**ABOUT THIS EXERCISE**. Search the material for the string "InsufficientSamples" and copy each line where it occurs.

**RECORD SET**.
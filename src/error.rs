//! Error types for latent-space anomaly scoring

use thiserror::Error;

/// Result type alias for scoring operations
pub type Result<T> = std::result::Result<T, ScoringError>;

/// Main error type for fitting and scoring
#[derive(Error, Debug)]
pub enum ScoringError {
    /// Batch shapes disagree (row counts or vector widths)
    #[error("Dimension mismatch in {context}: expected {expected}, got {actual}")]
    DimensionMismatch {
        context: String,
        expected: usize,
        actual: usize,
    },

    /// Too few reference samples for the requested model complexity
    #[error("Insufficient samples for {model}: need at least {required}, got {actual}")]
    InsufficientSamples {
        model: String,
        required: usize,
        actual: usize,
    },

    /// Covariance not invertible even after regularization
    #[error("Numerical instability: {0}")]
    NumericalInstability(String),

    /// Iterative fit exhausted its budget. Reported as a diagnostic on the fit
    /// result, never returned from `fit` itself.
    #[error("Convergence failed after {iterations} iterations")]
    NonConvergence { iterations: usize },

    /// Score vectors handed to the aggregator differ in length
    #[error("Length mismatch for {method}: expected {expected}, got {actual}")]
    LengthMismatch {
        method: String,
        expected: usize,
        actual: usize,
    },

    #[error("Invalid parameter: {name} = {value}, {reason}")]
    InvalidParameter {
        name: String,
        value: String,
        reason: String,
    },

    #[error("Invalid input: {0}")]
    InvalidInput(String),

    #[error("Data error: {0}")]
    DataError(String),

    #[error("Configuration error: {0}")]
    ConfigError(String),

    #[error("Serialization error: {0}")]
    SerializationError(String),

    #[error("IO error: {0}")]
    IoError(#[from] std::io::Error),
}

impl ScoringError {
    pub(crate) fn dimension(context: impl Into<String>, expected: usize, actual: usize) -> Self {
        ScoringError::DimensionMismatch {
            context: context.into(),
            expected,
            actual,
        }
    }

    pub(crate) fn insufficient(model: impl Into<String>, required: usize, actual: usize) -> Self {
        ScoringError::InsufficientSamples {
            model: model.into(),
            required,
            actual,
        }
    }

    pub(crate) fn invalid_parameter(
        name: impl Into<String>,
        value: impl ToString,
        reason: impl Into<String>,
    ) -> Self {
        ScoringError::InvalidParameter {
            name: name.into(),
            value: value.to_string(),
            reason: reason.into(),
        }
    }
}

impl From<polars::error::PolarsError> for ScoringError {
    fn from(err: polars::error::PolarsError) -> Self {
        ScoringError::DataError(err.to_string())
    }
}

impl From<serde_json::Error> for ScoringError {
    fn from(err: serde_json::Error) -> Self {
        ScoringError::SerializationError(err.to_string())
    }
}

**TASK RESPONSE**.
    InsufficientSamples {
        ScoringError::InsufficientSamples {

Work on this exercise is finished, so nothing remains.